What To Do When You Can’t Cron
One pet peeve that I have with 1and1 hosting was their lack of Cron Jobs. Cron Jobs are basically the Unix method of scheduling stuff, much like the Windows Task Scheduler. If you’re on a Unix/Linux host, then they use cron jobs to schedule their internal activity. But not every host is kind enough to give you the same power to do so. Now that I’m on DreamHost, I don’t have this problem anymore, but a lot of shared hosts still lock up the cron jobs. And since hosts like 1and1 aren’t too reliable with their backups, doing your own backups becomes, more of less, essential. There are, of course, alternatives if your host doesn’t provide you with cron jobs, such as phpJobScheduler (used this a lot back in the day) and pseudo-cron.
How The Other Guys Work
The way these work is that, they keep track of tasks and times every time the cron job is called, but you need to include them in one of your highly accessed pages (e.g.
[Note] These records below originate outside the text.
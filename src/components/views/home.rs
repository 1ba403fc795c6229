use crate::catalog::{search_episodes, Episode};
use crate::components::{play_episode, AppView, Icon, SearchQuerySignal};
use crate::db::SharedStore;
use dioxus::prelude::*;

#[component]
pub fn Home() -> Element {
    let query = use_context::<SearchQuerySignal>().0;
    let episodes: Vec<Episode> = search_episodes(&query()).into_iter().cloned().collect();

    rsx! {
        section { class: "home",
            h1 { class: "page-title", "Episodes" }
            if episodes.is_empty() {
                p { class: "empty-state", "No episodes match \"{query}\"" }
            } else {
                div { class: "episode-list",
                    for (index , episode) in episodes.into_iter().enumerate() {
                        EpisodeRow { key: "{episode.id}", episode, index: index + 1 }
                    }
                }
            }
        }
    }
}

/// One catalog entry with a play/pause button bound to the shared player.
#[component]
pub fn EpisodeRow(episode: Episode, index: usize) -> Element {
    let store = use_context::<SharedStore>();
    let now_playing = use_context::<Signal<Option<Episode>>>();
    let is_playing = use_context::<Signal<bool>>();

    let is_current = now_playing()
        .as_ref()
        .map(|current| current.id == episode.id)
        .unwrap_or(false);
    let showing_pause = is_current && is_playing();

    let on_play = {
        let episode = episode.clone();
        move |evt: MouseEvent| {
            evt.stop_propagation();
            play_episode(episode.clone(), &store, now_playing, is_playing);
        }
    };

    rsx! {
        div { class: if is_current { "episode-row current" } else { "episode-row" },
            span { class: "episode-index", "{index}" }
            button {
                r#type: "button",
                class: "row-play",
                onclick: on_play,
                if showing_pause {
                    Icon { name: "pause".to_string(), class: "icon".to_string() }
                } else {
                    Icon { name: "play".to_string(), class: "icon".to_string() }
                }
            }
            div { class: "episode-titles",
                Link {
                    to: AppView::EpisodeView {
                        episode_id: episode.id.clone(),
                    },
                    class: "title1",
                    "{episode.title}"
                }
                Link {
                    to: AppView::PodcastView {
                        podcast_id: episode.podcast_id.clone(),
                    },
                    class: "title2",
                    "{episode.podcast_title}"
                }
            }
            span { class: "episode-duration", "{episode.duration_label}" }
        }
    }
}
Home page). With phpJobScheduler, you can include the file in your PHP code, or you can include it using the img tag. Using the second (2nd) method spits back a transparent GIF of 1 pixel, so nothing will be displayed on your page and you could even use it within plain HTML pages if you needed to. When this is triggered, it checks the database for time of each task, compares that to the current time, them if x > y it runs the task. Simple really. Since they need to be triggered via a user visit, it’s never going to be pin point accurate; this is why you need to include it on a page getting high traffic. Some of the scripts even have an option to build in to help with this. It’s a sort of buffer time. This says that even if the specific start time of the task hasn’t arrived yet, run it anyway if it’s within the buffer amount. You would increase or decrease the buffer based on your anticipated traffic.